After a Super Bowl-winning 2013 season, are these the Seattle Seahawks you were expecting to see?

It’s proven to be a bit of a polarizing question so far in 2014. Their 3-1 record has them sitting atop the NFC West, albeit sharing it with the injury-riddled Arizona Cardinals. But the Seahawks’ stature is well-deserved. Russell Wilson is playing like a man among sub-6-foot boys. The run defense is the best in the NFL. Beast Mode has shown exactly zero signs of wearing down. And aside from getting edged in 110-degree heat in San Diego, the team has found a way to out-muscle and out-perform teams led by the likes of Aaron Rodgers and Peyton Manning.

But good teams win ugly. The Seahawks are a physical team, refusing to surrender under any circumstances. They are built to dominate, to beat you up, and to win one-on-one matchups on every down. These are, by definition, ugly concepts. Because of their ferociously physical game, the ugliness has reared its head in 2014 through penalties and an occasional lack of discipline. Most notably, it surfaced in Monday night’s win against the Washington Epithets (sorry, Danny O’Neil), in which not one, not two, but three touchdowns were called back as a result of penalties.

While we can all agree that the officiating on Monday night left more than a little to be desired, the reality is this: The Seahawks, as good as they are now, can be even better. Russell Wilson even said it himself.

On Sunday, the Seahawks have a chance to do just that. After what seems like half a lifetime since the Seahawks last took the field at CenturyLink, they return to welcome our old friend Tony Romo and his Cowboys.

The Cowboys might be the biggest surprise of the NFC this year. Their explosive offense is anchored by DeMarco Murray and a league-leading 800 yards rushing. The Seahawks aren’t far behind, though, and lead the league in rush yards per game at 167. Curiously, they’re only no.8 in total yards at 669.

But that’s where the similarities for these teams end. And for the Seahawks, taking advantage of the areas in which they differ from Dallas will decide if they win this game.

Big plays. The Seattle offense is quietly leading the NFL in “big play percentage” at 10.25 percent. (Yes, football stats have officially reached “ludicrous speed.”) A big play, by definition, is a rush play over 10 yards or a pass play over 25 yards. Through four games, the Seahawks have 18 big rush plays and seven big pass plays on 244 total offensive plays. For you math nerds, that’s 25 total big plays.

The Dallas defense, meanwhile, has given up 25 big plays. Number conspiracies aside, that defense reeks of Swiss cheese. Expect big days from Wilson, Lynch, and Harvin on Sunday.

Shutting down the run. Early. The Cowboys can’t stop the run. They’ve allowed five rush TDs and have given up 160 yards on the ground on average this year, even with Rolando McClain looking like the comeback player of the year. Believe it – Beast Mode is liking this matchup. But DeMarco Murray is running wild, too, and he’s backed by a stacked Dallas offensive line. Up front, though, the Seahawks are giving up a mere 2.6 yards per carry against the run. Brandon Mebane and Tony McDaniel have been downright fearsome in the middle, and rendered Alfred Morris completely ineffective on Monday night. Repeating the formula against Murray from the Cowboys’ first possession will be the key here. Don’t let him get comfortable. Don’t give him anything. Force Romo to throw, and force him to throw it to Sherman. Hastily. Speaking of….

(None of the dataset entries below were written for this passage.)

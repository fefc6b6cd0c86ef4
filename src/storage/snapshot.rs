//! Snapshot files
//!
//! A snapshot is a full copy of the key space taken at a known LSN. It is
//! written next to its final path and renamed into place, so a crash leaves
//! either the old snapshot or the new one, never a half-written file.

use std::fs::{self, File, OpenOptions};
use std::io::{BufReader, BufWriter, Read, Write};
use std::path::{Path, PathBuf};

use crate::error::{Result, TideError};
use crate::wal::{WritePair, MAX_RECORD_SIZE};

/// Magic bytes identifying a TideKV snapshot file
pub(crate) const MAGIC: &[u8; 4] = b"TKVS";

/// Current snapshot format version
pub(crate) const VERSION: u16 = 1;

/// Header size: Magic (4) + Version (2) + EntryCount (8) + LastLsn (8)
pub(crate) const HEADER_SIZE: usize = 22;

/// A loaded snapshot
#[derive(Debug, Default, Clone, PartialEq)]
pub struct Snapshot {
    /// LSN of the last WAL record folded into this snapshot
    pub last_lsn: u64,
    /// Entries in ascending key order
    pub entries: Vec<WritePair>,
}

impl Snapshot {
    /// Load and validate a snapshot file
    pub fn load(path: &Path) -> Result<Self> {
        let mut reader = BufReader::new(File::open(path)?);

        let mut header = [0u8; HEADER_SIZE];
        reader.read_exact(&mut header).map_err(|e| {
            TideError::SnapshotCorruption(format!("short header in {}: {}", path.display(), e))
        })?;

        if &header[0..4] != MAGIC {
            return Err(TideError::SnapshotCorruption(format!(
                "invalid magic: expected TKVS, got {:?}",
                &header[0..4]
            )));
        }

        let version = u16::from_le_bytes([header[4], header[5]]);
        if version != VERSION {
            return Err(TideError::SnapshotCorruption(format!(
                "unsupported snapshot version: {}",
                version
            )));
        }

        let entry_count = read_u64(&header[6..14]);
        let last_lsn = read_u64(&header[14..22]);

        let mut hasher = crc32fast::Hasher::new();
        let mut entries = Vec::new();

        for index in 0..entry_count {
            let mut lens = [0u8; 8];
            reader.read_exact(&mut lens).map_err(|e| truncated(index, e))?;
            hasher.update(&lens);

            let key_len = u32::from_le_bytes([lens[0], lens[1], lens[2], lens[3]]) as usize;
            let val_len = u32::from_le_bytes([lens[4], lens[5], lens[6], lens[7]]) as usize;
            if key_len + val_len > MAX_RECORD_SIZE as usize {
                return Err(TideError::SnapshotCorruption(format!(
                    "implausible entry size {} at entry {}",
                    key_len + val_len,
                    index
                )));
            }

            let mut key = vec![0u8; key_len];
            reader.read_exact(&mut key).map_err(|e| truncated(index, e))?;
            let mut value = vec![0u8; val_len];
            reader.read_exact(&mut value).map_err(|e| truncated(index, e))?;

            hasher.update(&key);
            hasher.update(&value);
            entries.push((key, value));
        }

        let mut footer = [0u8; 4];
        reader
            .read_exact(&mut footer)
            .map_err(|e| truncated(entry_count, e))?;
        let expected = u32::from_le_bytes(footer);
        let actual = hasher.finalize();
        if expected != actual {
            return Err(TideError::SnapshotCorruption(format!(
                "CRC mismatch: expected {:08x}, got {:08x}",
                expected, actual
            )));
        }

        Ok(Self { last_lsn, entries })
    }
}

/// Writes a snapshot to a temporary file, then renames it over the target
pub struct SnapshotWriter {
    target: PathBuf,
    temp: PathBuf,
    writer: BufWriter<File>,
    entry_count: u64,
    last_lsn: u64,
    hasher: crc32fast::Hasher,
}

impl SnapshotWriter {
    /// Start a snapshot that will replace `target` on `finish`
    pub fn create(target: &Path, last_lsn: u64) -> Result<Self> {
        let temp = target.with_extension("tmp");
        let file = OpenOptions::new()
            .create(true)
            .write(true)
            .truncate(true)
            .open(&temp)?;
        let mut writer = BufWriter::new(file);

        // Entry count is patched in `finish`
        writer.write_all(MAGIC)?;
        writer.write_all(&VERSION.to_le_bytes())?;
        writer.write_all(&0u64.to_le_bytes())?;
        writer.write_all(&last_lsn.to_le_bytes())?;

        Ok(Self {
            target: target.to_path_buf(),
            temp,
            writer,
            entry_count: 0,
            last_lsn,
            hasher: crc32fast::Hasher::new(),
        })
    }

    /// Append one entry (callers supply keys in ascending order)
    pub fn add(&mut self, key: &[u8], value: &[u8]) -> Result<()> {
        let key_len = (key.len() as u32).to_le_bytes();
        let val_len = (value.len() as u32).to_le_bytes();

        for chunk in [&key_len[..], &val_len[..], key, value] {
            self.writer.write_all(chunk)?;
            self.hasher.update(chunk);
        }

        self.entry_count += 1;
        Ok(())
    }

    /// Write the footer, fix up the header, fsync and rename into place
    pub fn finish(mut self) -> Result<u64> {
        use std::io::{Seek, SeekFrom};

        let crc = self.hasher.finalize();
        self.writer.write_all(&crc.to_le_bytes())?;
        self.writer.flush()?;

        let mut file = self
            .writer
            .into_inner()
            .map_err(|e| TideError::Storage(format!("failed to flush snapshot: {}", e)))?;
        file.seek(SeekFrom::Start(6))?; // After magic + version
        file.write_all(&self.entry_count.to_le_bytes())?;
        file.sync_all()?;
        drop(file);

        fs::rename(&self.temp, &self.target)?;
        if let Some(dir) = self.target.parent() {
            // Persist the rename itself; not every platform allows opening a directory
            if let Ok(dir) = File::open(dir) {
                let _ = dir.sync_all();
            }
        }

        tracing::debug!(
            path = %self.target.display(),
            entries = self.entry_count,
            last_lsn = self.last_lsn,
            "snapshot written"
        );
        Ok(self.entry_count)
    }
}

fn read_u64(bytes: &[u8]) -> u64 {
    let mut buf = [0u8; 8];
    buf.copy_from_slice(bytes);
    u64::from_le_bytes(buf)
}

fn truncated(index: u64, e: std::io::Error) -> TideError {
    TideError::SnapshotCorruption(format!("truncated at entry {}: {}", index, e))
}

The best corner in the game. After getting “exposed” against San Diego and supposedly “beaten” by DeSean Jackson on a weird, fluky coverage call, the Sherman hater bandwagon expanded by a few thousand seats. Those of us paying attention in Seattle, of course, know the truth – most QBs are afraid to challenge Sherman because he still is the best in the game. That hasn’t stopped the Cowboys from declaring publicly that part of their game plan will be to challenge Sherman. We know how the rest of that story’s gonna pan out.

Improved discipline. 13 penalties is egregious for a regular-season NFL football game, save two things: 1.) The two teams are openly trying to punch each other in the face on every play; 2.) Jeff Tripplette is the official. Even though the Seahawks had to deal with the latter on Monday night, they still pulled out the victory. But there were moments when the offensive line looked in shambles – not only collapsing around the pocket like a stack of dominoes in a windstorm, but with maddening mental errors. Russell Okung said it himself, though – he’s not playing like his usual self. If the Seahawks are going to win, and win consistently, they have to get out of their own way. The battle is won in the trenches, and if the men in the trenches keep shooting themselves in the foot, the effects hurt all 11 men on the field – every time.

That being said, this team does have the discipline to win this game. They’re simply too well-coached to let the errors drag on. They do have the ability to play better, and to sharpen the skills that may appear dull for the moment. This game gives them the perfect test to do so – in their own house, against a quality opponent that they are superior to on both sides of the ball.